I've pretty much switched to ebooks for technical reading. But every once in a while you come across a treasure that you just need to have in physical form. For that I will use amazon or the book depository depending on availability (and despite shipping, I usually find amazon prices on par if not better than any outlet). When it comes to fiction, I find I've also slipped into an all-digital habit, although in this case audio (audible and the library keep my wanted list overflowing).

The complete irony of this shift to digital formats is the fact that your access to content suffers from geographic restrictions far more than their physical counterparts (unless you live in the US or Canada of course). I am struck by the sheer idiocy of the situation every time I encounter an audiobook I cannot purchase on audible, yet I can happily purchase the audio CDs on amazon and have them shipped half way round the world, or similarly when the ebook is not available for sale, yet shipping the physical book is no problem. (I have steered clear of the kindle and the grey marketing "work around" sites simply because I am unsure of the legality - contractual, not moral - of these services.
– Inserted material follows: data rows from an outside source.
#[cfg(test)]
mod tests {
    use super::*;
    use serde_json::json;

    fn arena() -> Arc<SessionArena> {
        Arc::new(SessionArena::new())
    }

    #[test]
    fn inherited_lookup_crosses_parent() {
        let arena = arena();
        let root = Session::root(&arena);
        root.set("topic", json!("rust")).unwrap();

        let child = root.child(true).unwrap();
        assert_eq!(child.get("topic"), Some(json!("rust")));

        let scoped = child.get_with_scope("topic").unwrap();
        assert_eq!(scoped.scope, Scope::Inherited);
        assert_eq!(&scoped.origin, root.id());
    }

    #[test]
    fn isolated_lookup_stops_at_boundary() {
        let arena = arena();
        let root = Session::root(&arena);
        root.set("topic", json!("rust")).unwrap();

        let child = root.child(false).unwrap();
        assert_eq!(child.get("topic"), None);
        assert!(!child.has("topic"));
    }

    #[test]
    fn child_writes_stay_local_until_promoted() {
        let arena = arena();
        let root = Session::root(&arena);
        let child = root.child(true).unwrap();

        child.set("draft", json!("v1")).unwrap();
        assert_eq!(root.get("draft"), None);
        assert_eq!(
            child.get_with_scope("draft").map(|v| v.scope),
            Some(Scope::Local)
        );

        assert!(child.promote("draft").unwrap());
        assert_eq!(root.get("draft"), Some(json!("v1")));
        assert!(!child.promote("missing").unwrap());
    }

    #[test]
    fn local_value_shadows_parent() {
        let arena = arena();
        let root = Session::root(&arena);
        root.set("k", json!(1)).unwrap();
        let child = root.child(true).unwrap();
        child.set("k", json!(2)).unwrap();
        assert_eq!(child.get("k"), Some(json!(2)));

        // delete is local: the parent's value shows through again
        assert_eq!(child.delete("k").unwrap(), Some(json!(2)));
        assert_eq!(child.get("k"), Some(json!(1)));
        assert_eq!(root.get("k"), Some(json!(1)));
    }

    #[test]
    fn grandparent_values_visible_through_chain() {
        let arena = arena();
        let root = Session::root(&arena);
        root.set("org", json!("acme")).unwrap();
        let mid = root.child(true).unwrap();
        let leaf = mid.child(true).unwrap();
        assert_eq!(leaf.get("org"), Some(json!("acme")));

        // a non-inheriting middle node blocks the walk
        let sealed = root.child(false).unwrap();
        let below = sealed.child(true).unwrap();
        assert_eq!(below.get("org"), None);
    }

    #[test]
    fn fork_copies_local_and_shares_parent() {
        let arena = arena();
        let root = Session::root(&arena);
        root.set("shared", json!(true)).unwrap();
        let child = root.child(true).unwrap();
        child.set("notes", json!(["a"])).unwrap();

        let fork = child.fork().unwrap();
        assert_eq!(fork.parent(), Some(root.id().clone()));
        assert_eq!(fork.get("notes"), Some(json!(["a"])));
        assert_eq!(fork.get("shared"), Some(json!(true)));

        fork.set("notes", json!(["b"])).unwrap();
        assert_eq!(child.get("notes"), Some(json!(["a"])));
        assert_eq!(arena.children(root.id()).len(), 2);
    }

    #[test]
    fn detach_severs_inheritance() {
        let arena = arena();
        let root = Session::root(&arena);
        root.set("k", json!("v")).unwrap();
        let child = root.child(true).unwrap();

        child.detach().unwrap();
        assert_eq!(child.get("k"), None);
        assert!(child.parent().is_none());
        assert!(arena.children(root.id()).is_empty());

        // detaching twice is fine
        child.detach().unwrap();
    }

    #[test]
    fn remove_drops_subtree() {
        let arena = arena();
        let root = Session::root(&arena);
        let child = root.child(true).unwrap();
        let grandchild = child.child(true).unwrap();
        assert_eq!(arena.len(), 3);

        arena.remove(child.id()).unwrap();
        assert_eq!(arena.len(), 1);
        assert!(!arena.contains(grandchild.id()));
        assert!(arena.children(root.id()).is_empty());
        assert!(grandchild.set("k", json!(1)).is_err());
    }

    #[test]
    fn snapshot_merges_visible_keys() {
        let arena = arena();
        let root = Session::root(&arena);
        root.set("a", json!(1)).unwrap();
        root.set("b", json!(1)).unwrap();
        let child = root.child(true).unwrap();
        child.set("b", json!(2)).unwrap();

        let snap = child.snapshot();
        assert_eq!(snap.get("a"), Some(&json!(1)));
        assert_eq!(snap.get("b"), Some(&json!(2)));
    }

    #[test]
    fn unknown_session_errors() {
        let arena = arena();
        let ghost = SessionId::from_string("ghost");
        assert!(arena.set(&ghost, "k", json!(1)).is_err());
        assert!(arena.create_child(&ghost, true).is_err());
        assert_eq!(arena.get(&ghost, "k"), None);
    }

    #[test]
    fn concurrent_writes_to_one_node() {
        let arena = arena();
        let root = Session::root(&arena);
        let handles: Vec<_> = (0..8)
            .map(|i| {
                let session = root.clone();
                std::thread::spawn(move || {
                    for j in 0..50 {
                        session.set(format!("k{}_{}", i, j), json!(j)).unwrap();
                    }
                })
            })
            .collect();
        for h in handles {
            h.join().unwrap();
        }
        assert_eq!(root.snapshot().len(), 400);
    }
}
I strongly suspect that despite the publishers getting their cut of your purchase, if pressed they would consider you not to have purchased the book legally according to their license for the work. Does anyone know if this has been tested in court?).

I am curious why the issue of geographically constrained digital distribution rights is mostly overlooked whenever it comes to debate over BigMedia's latest attempt to "fight back against the pirates" .. e.g. ACTA, SOPA, PIPA. I suspect this is largely due to the fact that these battles largely play out in North America (where critics and their audiences aren't greatly affected by these issues - if they are aware they exist at all), and any protest that happens in Europe can of course be put down to "continental recalcitrance".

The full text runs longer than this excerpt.